Normalising flows
Invertible density models, sounding clever by using the word diffeomorphism like a real mathematician
April 4, 2018 — June 13, 2024
Cleverly structured “nice” transforms of RVs to sample from tricky target distributions via an easy source distribution. Useful in e.g. variational inference, especially autoencoders, for density estimation in probabilistic deep learning, best summarised as “fancy change of variables such that I can differentiate through the parameters of a distribution”. Storchastic credits this to (Glasserman and Ho 1991) as perturbation analysis.
Connections to optimal transport and likelihood-free inference, in that this trick can enable some clever approximate-likelihood approaches.
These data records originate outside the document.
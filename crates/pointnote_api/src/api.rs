//! HTTP handlers for the annotation endpoints.
//!
//! # Responsibility
//! - Translate HTTP requests into `AnnotationService` calls.
//! - Shape every outcome into the uniform `ApiEnvelope`.
//!
//! # Invariants
//! - Handlers share no mutable state; each request opens its own store
//!   connection and drops it when the response is produced.
//! - Blocking store work never runs on an async worker thread.
//! - Validation failures map to 400, everything else to 500.

use crate::AppState;
use axum::body::Bytes;
use axum::extract::{Path, State};
use axum::http::StatusCode;
use axum::Json;
use log::{error, warn};
use pointnote_core::db::open_db;
use pointnote_core::{
    core_version, AnnotationService, ApiEnvelope, CreateAnnotationInput, RepoError,
    ServiceError, SqliteAnnotationRepository,
};
use serde_json::{json, Value};
use std::error::Error;
use std::fmt::{Display, Formatter};
use std::sync::Arc;
use tokio::task::JoinError;

const CREATE_FAILED: &str = "Failed to create annotation";
const LIST_FAILED: &str = "Failed to retrieve annotations";
const DELETE_FAILED: &str = "Failed to delete annotation";

pub type ApiResponse = (StatusCode, Json<ApiEnvelope>);

/// Failure of a single request before an envelope is chosen.
#[derive(Debug)]
pub enum ApiError {
    /// The body is not a JSON object.
    MalformedBody(String),
    Service(ServiceError),
    /// The blocking store task panicked or was cancelled.
    Join(JoinError),
}

impl ApiError {
    fn is_client_fault(&self) -> bool {
        match self {
            Self::MalformedBody(_) => true,
            Self::Service(err) => err.is_validation(),
            Self::Join(_) => false,
        }
    }

    /// Maps this error to a status and envelope. `summary` is the stable
    /// `error` string used for server faults.
    fn into_response(self, summary: &'static str) -> ApiResponse {
        if self.is_client_fault() {
            warn!(
                "event=http_reject module=api status=400 reason={}",
                self
            );
            return (
                StatusCode::BAD_REQUEST,
                Json(ApiEnvelope::rejected(self.to_string())),
            );
        }

        error!(
            "event=http_fail module=api status=500 summary={:?} error={}",
            summary, self
        );
        (
            StatusCode::INTERNAL_SERVER_ERROR,
            Json(ApiEnvelope::failed(summary, self.to_string())),
        )
    }
}

impl Display for ApiError {
    fn fmt(&self, f: &mut Formatter<'_>) -> std::fmt::Result {
        match self {
            Self::MalformedBody(message) => write!(f, "invalid request body: {message}"),
            Self::Service(err) => write!(f, "{err}"),
            Self::Join(err) => write!(f, "store task failed: {err}"),
        }
    }
}

impl Error for ApiError {
    fn source(&self) -> Option<&(dyn Error + 'static)> {
        match self {
            Self::MalformedBody(_) => None,
            Self::Service(err) => Some(err),
            Self::Join(err) => Some(err),
        }
    }
}

impl From<ServiceError> for ApiError {
    fn from(value: ServiceError) -> Self {
        Self::Service(value)
    }
}

/// `POST /annotations`
pub async fn create_annotation(State(state): State<AppState>, body: Bytes) -> ApiResponse {
    let input = match parse_create_body(&body) {
        Ok(input) => input,
        Err(err) => return err.into_response(CREATE_FAILED),
    };

    match with_annotation_service(&state, move |service| service.create_annotation(&input)).await
    {
        Ok(annotation) => (StatusCode::CREATED, Json(ApiEnvelope::created(annotation))),
        Err(err) => err.into_response(CREATE_FAILED),
    }
}

/// `GET /annotations`
pub async fn list_annotations(State(state): State<AppState>) -> ApiResponse {
    match with_annotation_service(&state, |service| service.list_annotations()).await {
        Ok(annotations) => (StatusCode::OK, Json(ApiEnvelope::listed(annotations))),
        Err(err) => err.into_response(LIST_FAILED),
    }
}

/// `DELETE /annotations/{id}`
///
/// Succeeds whether or not the id existed.
pub async fn delete_annotation(
    State(state): State<AppState>,
    Path(id): Path<String>,
) -> ApiResponse {
    match with_annotation_service(&state, move |service| service.delete_annotation(&id)).await {
        Ok(()) => (StatusCode::OK, Json(ApiEnvelope::deleted())),
        Err(err) => err.into_response(DELETE_FAILED),
    }
}

/// `DELETE /annotations` and `DELETE /annotations/` with no id segment.
pub async fn delete_without_id(State(state): State<AppState>) -> ApiResponse {
    // Routed through the service so the missing-id rule lives in one place.
    delete_annotation(State(state), Path(String::new())).await
}

/// `GET /health`
pub async fn health() -> Json<Value> {
    Json(json!({
        "status": "ok",
        "version": core_version(),
    }))
}

/// Parses a create body. An empty body is treated as an empty object so the
/// service reports the missing fields.
fn parse_create_body(body: &[u8]) -> Result<CreateAnnotationInput, ApiError> {
    if body.iter().all(u8::is_ascii_whitespace) {
        return Ok(CreateAnnotationInput::default());
    }
    serde_json::from_slice(body).map_err(|err| ApiError::MalformedBody(err.to_string()))
}

/// Opens a request-scoped store connection on the blocking pool and runs `op`.
async fn with_annotation_service<T, F>(state: &AppState, op: F) -> Result<T, ApiError>
where
    T: Send + 'static,
    F: for<'conn> FnOnce(
            &AnnotationService<SqliteAnnotationRepository<'conn>>,
        ) -> Result<T, ServiceError>
        + Send
        + 'static,
{
    let db_path = Arc::clone(&state.db_path);
    let outcome = tokio::task::spawn_blocking(move || {
        let conn = open_db(db_path.as_path()).map_err(RepoError::from)?;
        let service = AnnotationService::new(SqliteAnnotationRepository::new(&conn));
        op(&service)
    })
    .await
    .map_err(ApiError::Join)?;

    outcome.map_err(ApiError::from)
}

#[cfg(test)]
mod tests {
    use super::{parse_create_body, ApiError};

    #[test]
    fn blank_body_parses_as_empty_input() {
        let input = parse_create_body(b"  \n").unwrap();
        assert!(input.x.is_none() && input.text.is_none());
    }

    #[test]
    fn malformed_body_is_a_client_fault() {
        let err = parse_create_body(b"{not json").unwrap_err();
        assert!(matches!(err, ApiError::MalformedBody(_)));
        assert!(err.is_client_fault());
    }

    #[test]
    fn non_object_body_is_rejected() {
        assert!(parse_create_body(b"[1, 2, 3]").is_err());
    }
}
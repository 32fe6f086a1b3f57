//! Seam to the external point-cloud viewer.
//!
//! The rendering engine supplies picking and marker primitives; the
//! controller only drives them through this trait.

use pointnote_core::{AnnotationId, Point3};

/// Maximum number of characters shown in a marker label.
pub const MARKER_LABEL_CHARS: usize = 50;

/// Picking and marker primitives provided by the embedded viewer.
pub trait ViewerAdapter {
    /// Opaque handle for one placed marker.
    type Marker;

    /// Translates a screen-space click to a world coordinate, if it hit a point.
    fn translate_click_to_3d(&self, screen_x: f64, screen_y: f64) -> Option<Point3>;

    /// Places a labelled marker and returns its handle.
    fn place_marker(&mut self, id: AnnotationId, position: Point3, label: &str) -> Self::Marker;

    fn remove_marker(&mut self, marker: Self::Marker);

    fn remove_all_markers(&mut self);
}

/// Short label for a marker: the first 50 characters, with `...` when cut.
pub fn marker_label(text: &str) -> String {
    let mut label = text.chars().take(MARKER_LABEL_CHARS).collect::<String>();
    if text.chars().nth(MARKER_LABEL_CHARS).is_some() {
        label.push_str("...");
    }
    label
}
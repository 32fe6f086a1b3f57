//! Annotation store contract and SQLite implementation.
//!
//! # Responsibility
//! - Expose exactly the three key-value primitives the service needs:
//!   insert, full scan and delete-by-key.
//! - Keep SQL details inside the persistence boundary.
//!
//! # Invariants
//! - Insert calls `Annotation::validate()` before touching SQL.
//! - Scan rejects invalid persisted rows instead of masking them.
//! - Delete-by-key never fails because the key is absent.

use crate::db::DbError;
use crate::model::annotation::{
    format_timestamp, Annotation, AnnotationId, AnnotationValidationError,
};
use chrono::{DateTime, Utc};
use rusqlite::{params, Connection, Row};
use std::error::Error;
use std::fmt::{Display, Formatter};
use uuid::Uuid;

const ANNOTATION_SELECT_SQL: &str = "SELECT
    annotation_id,
    x,
    y,
    z,
    text,
    created_at
FROM annotations";

pub type RepoResult<T> = Result<T, RepoError>;

/// Repository error for annotation persistence.
#[derive(Debug)]
pub enum RepoError {
    Validation(AnnotationValidationError),
    Db(DbError),
    InvalidData(String),
}

impl Display for RepoError {
    fn fmt(&self, f: &mut Formatter<'_>) -> std::fmt::Result {
        match self {
            Self::Validation(err) => write!(f, "{err}"),
            Self::Db(err) => write!(f, "{err}"),
            Self::InvalidData(message) => {
                write!(f, "invalid persisted annotation data: {message}")
            }
        }
    }
}

impl Error for RepoError {
    fn source(&self) -> Option<&(dyn Error + 'static)> {
        match self {
            Self::Validation(err) => Some(err),
            Self::Db(err) => Some(err),
            Self::InvalidData(_) => None,
        }
    }
}

impl From<AnnotationValidationError> for RepoError {
    fn from(value: AnnotationValidationError) -> Self {
        Self::Validation(value)
    }
}

impl From<DbError> for RepoError {
    fn from(value: DbError) -> Self {
        Self::Db(value)
    }
}

impl From<rusqlite::Error> for RepoError {
    fn from(value: rusqlite::Error) -> Self {
        Self::Db(DbError::Sqlite(value))
    }
}

/// Key-value primitives over the annotation table.
pub trait AnnotationRepository {
    /// Inserts a new row keyed by `annotation.annotation_id`.
    fn insert_annotation(&self, annotation: &Annotation) -> RepoResult<AnnotationId>;
    /// Returns every stored row. No ordering is guaranteed.
    fn scan_annotations(&self) -> RepoResult<Vec<Annotation>>;
    /// Deletes the row with `key`, returning whether one existed.
    fn delete_annotation(&self, key: &str) -> RepoResult<bool>;
}

/// SQLite-backed annotation repository.
pub struct SqliteAnnotationRepository<'conn> {
    conn: &'conn Connection,
}

impl<'conn> SqliteAnnotationRepository<'conn> {
    /// Wraps a connection returned by `open_db`/`open_db_in_memory`.
    pub fn new(conn: &'conn Connection) -> Self {
        Self { conn }
    }
}

impl AnnotationRepository for SqliteAnnotationRepository<'_> {
    fn insert_annotation(&self, annotation: &Annotation) -> RepoResult<AnnotationId> {
        annotation.validate()?;

        self.conn.execute(
            "INSERT INTO annotations (
                annotation_id,
                x,
                y,
                z,
                text,
                created_at
            ) VALUES (?1, ?2, ?3, ?4, ?5, ?6);",
            params![
                annotation.annotation_id.to_string(),
                annotation.x,
                annotation.y,
                annotation.z,
                annotation.text.as_str(),
                format_timestamp(&annotation.created_at),
            ],
        )?;

        Ok(annotation.annotation_id)
    }

    fn scan_annotations(&self) -> RepoResult<Vec<Annotation>> {
        let mut stmt = self.conn.prepare(&format!("{ANNOTATION_SELECT_SQL};"))?;
        let mut rows = stmt.query([])?;
        let mut annotations = Vec::new();

        while let Some(row) = rows.next()? {
            annotations.push(parse_annotation_row(row)?);
        }

        Ok(annotations)
    }

    fn delete_annotation(&self, key: &str) -> RepoResult<bool> {
        let changed = self
            .conn
            .execute("DELETE FROM annotations WHERE annotation_id = ?1;", [key])?;
        Ok(changed > 0)
    }
}

fn parse_annotation_row(row: &Row<'_>) -> RepoResult<Annotation> {
    let id_text: String = row.get("annotation_id")?;
    let annotation_id = Uuid::parse_str(&id_text).map_err(|_| {
        RepoError::InvalidData(format!(
            "invalid id value `{id_text}` in annotations.annotation_id"
        ))
    })?;

    let created_text: String = row.get("created_at")?;
    let created_at = DateTime::parse_from_rfc3339(&created_text)
        .map_err(|_| {
            RepoError::InvalidData(format!(
                "invalid timestamp `{created_text}` in annotations.created_at"
            ))
        })?
        .with_timezone(&Utc);

    let annotation = Annotation {
        annotation_id,
        x: row.get("x")?,
        y: row.get("y")?,
        z: row.get("z")?,
        text: row.get("text")?,
        created_at,
    };
    annotation.validate().map_err(|err| {
        RepoError::InvalidData(format!("row `{id_text}` violates invariants: {err}"))
    })?;
    Ok(annotation)
}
Uses transport maps.
Terminology: All variables here are assumed to take values in \(\mathbb{R}^D\). If I am writing about a random variable I write it \(\mathsf{x}\) and if I am writing about the realised values, I write it \(x\). \(\mathsf{x}\sim p(x)\) should be read “The random variable \(\mathsf{x}\) has law with density \(p(x)\).” 1
1 Basic
AFAICT the terminology is chosen to imply that the reparameterization should be differentiable, bijective and computationally convenient Ingmar Shuster’s summary of the foundational (Rezende and Mohamed 2015) is a little snarky:
The paper adopts the term normalising flow for referring to the plain old change of variables formula for integrals.
I have had the dissertation (Papamakarios 2019) recommended to me a lot as a summary for this field, although I have not read it. The shorter summary paper looks good though (Papamakarios et al. 2021). See Kobyzev, Prince, and Brubaker (2021) for a recent review.
Normalizing flows are a method of variational inference. As with typical variational inference, it is convenient for us while doing inference to have a way of handling an approximate posterior density over the latent variables \(\mathsf{z}\) given the data \(\mathsf{x}\). The real posterior density \(p(z|x)\) is intractable, so we construct an approximate density \(q_{\phi}(z|x)\) parameterised by some variational parameters \(\phi\). We have certain desiderata. Specifically, we would like to efficiently…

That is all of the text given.